§ WHAT THIS TASK INVOLVES
From the first line to the last, write out the listing exactly.
Segment Start: SUPPLIED DATA
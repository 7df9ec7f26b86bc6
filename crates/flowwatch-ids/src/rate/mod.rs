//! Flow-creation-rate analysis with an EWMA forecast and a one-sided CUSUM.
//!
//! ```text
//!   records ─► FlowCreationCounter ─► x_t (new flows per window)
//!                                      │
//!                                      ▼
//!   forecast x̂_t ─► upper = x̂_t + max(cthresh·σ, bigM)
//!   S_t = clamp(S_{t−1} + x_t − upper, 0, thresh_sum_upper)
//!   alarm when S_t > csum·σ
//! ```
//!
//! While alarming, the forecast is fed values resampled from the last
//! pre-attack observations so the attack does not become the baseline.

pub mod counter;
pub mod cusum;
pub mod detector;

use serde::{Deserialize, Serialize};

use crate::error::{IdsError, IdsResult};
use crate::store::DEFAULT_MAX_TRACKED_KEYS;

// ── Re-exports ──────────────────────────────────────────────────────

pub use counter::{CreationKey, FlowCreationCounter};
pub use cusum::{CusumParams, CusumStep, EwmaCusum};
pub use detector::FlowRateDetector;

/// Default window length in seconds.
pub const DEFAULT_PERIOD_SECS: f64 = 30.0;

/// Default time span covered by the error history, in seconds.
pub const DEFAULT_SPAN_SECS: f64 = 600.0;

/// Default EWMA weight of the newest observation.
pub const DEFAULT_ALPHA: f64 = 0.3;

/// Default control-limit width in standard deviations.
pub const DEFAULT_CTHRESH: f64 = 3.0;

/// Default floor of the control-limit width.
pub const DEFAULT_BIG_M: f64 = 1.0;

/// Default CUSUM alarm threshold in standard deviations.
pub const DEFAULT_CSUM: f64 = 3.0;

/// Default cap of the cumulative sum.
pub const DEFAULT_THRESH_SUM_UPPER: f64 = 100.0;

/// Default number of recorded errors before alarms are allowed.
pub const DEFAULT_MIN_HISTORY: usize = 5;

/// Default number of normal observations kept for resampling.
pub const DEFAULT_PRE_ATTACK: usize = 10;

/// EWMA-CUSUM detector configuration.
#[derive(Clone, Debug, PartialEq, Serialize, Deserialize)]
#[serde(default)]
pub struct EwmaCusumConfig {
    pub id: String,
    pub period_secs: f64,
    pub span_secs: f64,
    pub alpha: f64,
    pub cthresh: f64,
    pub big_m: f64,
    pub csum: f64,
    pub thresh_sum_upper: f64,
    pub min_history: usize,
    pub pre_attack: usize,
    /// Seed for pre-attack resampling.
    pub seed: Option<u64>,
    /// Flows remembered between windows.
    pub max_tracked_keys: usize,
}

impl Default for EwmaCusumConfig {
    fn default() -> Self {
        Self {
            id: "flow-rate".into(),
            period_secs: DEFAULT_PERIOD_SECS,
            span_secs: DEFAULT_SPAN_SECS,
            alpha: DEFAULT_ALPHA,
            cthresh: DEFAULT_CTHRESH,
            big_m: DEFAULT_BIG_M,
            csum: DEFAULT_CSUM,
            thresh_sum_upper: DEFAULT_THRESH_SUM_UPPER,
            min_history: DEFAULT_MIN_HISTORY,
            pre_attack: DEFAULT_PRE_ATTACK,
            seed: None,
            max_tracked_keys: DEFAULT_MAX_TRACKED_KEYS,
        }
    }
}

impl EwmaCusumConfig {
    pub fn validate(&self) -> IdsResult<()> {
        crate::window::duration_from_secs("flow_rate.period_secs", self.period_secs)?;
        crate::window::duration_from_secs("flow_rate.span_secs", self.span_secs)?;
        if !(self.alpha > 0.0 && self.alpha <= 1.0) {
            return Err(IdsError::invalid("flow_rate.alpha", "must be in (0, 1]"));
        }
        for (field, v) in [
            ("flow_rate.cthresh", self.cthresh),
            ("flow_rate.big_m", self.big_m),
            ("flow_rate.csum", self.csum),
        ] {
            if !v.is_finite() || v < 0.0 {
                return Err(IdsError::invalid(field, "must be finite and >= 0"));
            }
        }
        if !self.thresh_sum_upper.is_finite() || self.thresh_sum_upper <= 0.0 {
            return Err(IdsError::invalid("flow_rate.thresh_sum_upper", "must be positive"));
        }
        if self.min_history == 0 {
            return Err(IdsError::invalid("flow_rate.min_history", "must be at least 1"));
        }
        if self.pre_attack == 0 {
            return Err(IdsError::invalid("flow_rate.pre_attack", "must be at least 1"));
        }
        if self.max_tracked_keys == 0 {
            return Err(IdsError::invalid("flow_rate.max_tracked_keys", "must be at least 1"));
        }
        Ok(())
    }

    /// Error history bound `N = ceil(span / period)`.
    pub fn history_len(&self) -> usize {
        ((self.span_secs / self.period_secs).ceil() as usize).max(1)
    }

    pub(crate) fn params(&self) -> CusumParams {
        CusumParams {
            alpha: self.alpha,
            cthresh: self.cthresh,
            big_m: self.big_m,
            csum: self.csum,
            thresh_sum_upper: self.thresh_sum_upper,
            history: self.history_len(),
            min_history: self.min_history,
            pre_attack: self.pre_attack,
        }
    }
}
Segment End: SUPPLIED DATA
§ SOLUTION TO THE PROBLEM
repository 7df9ec7f26b86bc6
filename crates/flowwatch-ids/src/rate/mod.rs
//! Flow-creation-rate analysis with an EWMA forecast and a one-sided CUSUM.
//!
//! ```text
//!   records ─► FlowCreationCounter ─► x_t (new flows per window)
//!                                      │
//!                                      ▼
//!   forecast x̂_t ─► upper = x̂_t + max(cthresh·σ, bigM)
//!   S_t = clamp(S_{t−1} + x_t − upper, 0, thresh_sum_upper)
//!   alarm when S_t > csum·σ
//! ```
//!
//! While alarming, the forecast is fed values resampled from the last
//! pre-attack observations so the attack does not become the baseline.

pub mod counter;
pub mod cusum;
pub mod detector;

use serde::{Deserialize, Serialize};

use crate::error::{IdsError, IdsResult};
use crate::store::DEFAULT_MAX_TRACKED_KEYS;

// ── Re-exports ──────────────────────────────────────────────────────

pub use counter::{CreationKey, FlowCreationCounter};
pub use cusum::{CusumParams, CusumStep, EwmaCusum};
pub use detector::FlowRateDetector;

/// Default window length in seconds.
pub const DEFAULT_PERIOD_SECS: f64 = 30.0;

/// Default time span covered by the error history, in seconds.
pub const DEFAULT_SPAN_SECS: f64 = 600.0;

/// Default EWMA weight of the newest observation.
pub const DEFAULT_ALPHA: f64 = 0.3;

/// Default control-limit width in standard deviations.
pub const DEFAULT_CTHRESH: f64 = 3.0;

/// Default floor of the control-limit width.
pub const DEFAULT_BIG_M: f64 = 1.0;

/// Default CUSUM alarm threshold in standard deviations.
pub const DEFAULT_CSUM: f64 = 3.0;

/// Default cap of the cumulative sum.
pub const DEFAULT_THRESH_SUM_UPPER: f64 = 100.0;

/// Default number of recorded errors before alarms are allowed.
pub const DEFAULT_MIN_HISTORY: usize = 5;

/// Default number of normal observations kept for resampling.
pub const DEFAULT_PRE_ATTACK: usize = 10;

/// EWMA-CUSUM detector configuration.
#[derive(Clone, Debug, PartialEq, Serialize, Deserialize)]
#[serde(default)]
pub struct EwmaCusumConfig {
    pub id: String,
    pub period_secs: f64,
    pub span_secs: f64,
    pub alpha: f64,
    pub cthresh: f64,
    pub big_m: f64,
    pub csum: f64,
    pub thresh_sum_upper: f64,
    pub min_history: usize,
    pub pre_attack: usize,
    /// Seed for pre-attack resampling.
    pub seed: Option<u64>,
    /// Flows remembered between windows.
    pub max_tracked_keys: usize,
}

impl Default for EwmaCusumConfig {
    fn default() -> Self {
        Self {
            id: "flow-rate".into(),
            period_secs: DEFAULT_PERIOD_SECS,
            span_secs: DEFAULT_SPAN_SECS,
            alpha: DEFAULT_ALPHA,
            cthresh: DEFAULT_CTHRESH,
            big_m: DEFAULT_BIG_M,
            csum: DEFAULT_CSUM,
            thresh_sum_upper: DEFAULT_THRESH_SUM_UPPER,
            min_history: DEFAULT_MIN_HISTORY,
            pre_attack: DEFAULT_PRE_ATTACK,
            seed: None,
            max_tracked_keys: DEFAULT_MAX_TRACKED_KEYS,
        }
    }
}

impl EwmaCusumConfig {
    pub fn validate(&self) -> IdsResult<()> {
        crate::window::duration_from_secs("flow_rate.period_secs", self.period_secs)?;
        crate::window::duration_from_secs("flow_rate.span_secs", self.span_secs)?;
        if !(self.alpha > 0.0 && self.alpha <= 1.0) {
            return Err(IdsError::invalid("flow_rate.alpha", "must be in (0, 1]"));
        }
        for (field, v) in [
            ("flow_rate.cthresh", self.cthresh),
            ("flow_rate.big_m", self.big_m),
            ("flow_rate.csum", self.csum),
        ] {
            if !v.is_finite() || v < 0.0 {
                return Err(IdsError::invalid(field, "must be finite and >= 0"));
            }
        }
        if !self.thresh_sum_upper.is_finite() || self.thresh_sum_upper <= 0.0 {
            return Err(IdsError::invalid("flow_rate.thresh_sum_upper", "must be positive"));
        }
        if self.min_history == 0 {
            return Err(IdsError::invalid("flow_rate.min_history", "must be at least 1"));
        }
        if self.pre_attack == 0 {
            return Err(IdsError::invalid("flow_rate.pre_attack", "must be at least 1"));
        }
        if self.max_tracked_keys == 0 {
            return Err(IdsError::invalid("flow_rate.max_tracked_keys", "must be at least 1"));
        }
        Ok(())
    }

    /// Error history bound `N = ceil(span / period)`.
    pub fn history_len(&self) -> usize {
        ((self.span_secs / self.period_secs).ceil() as usize).max(1)
    }

    pub(crate) fn params(&self) -> CusumParams {
        CusumParams {
            alpha: self.alpha,
            cthresh: self.cthresh,
            big_m: self.big_m,
            csum: self.csum,
            thresh_sum_upper: self.thresh_sum_upper,
            history: self.history_len(),
            min_history: self.min_history,
            pre_attack: self.pre_attack,
        }
    }
}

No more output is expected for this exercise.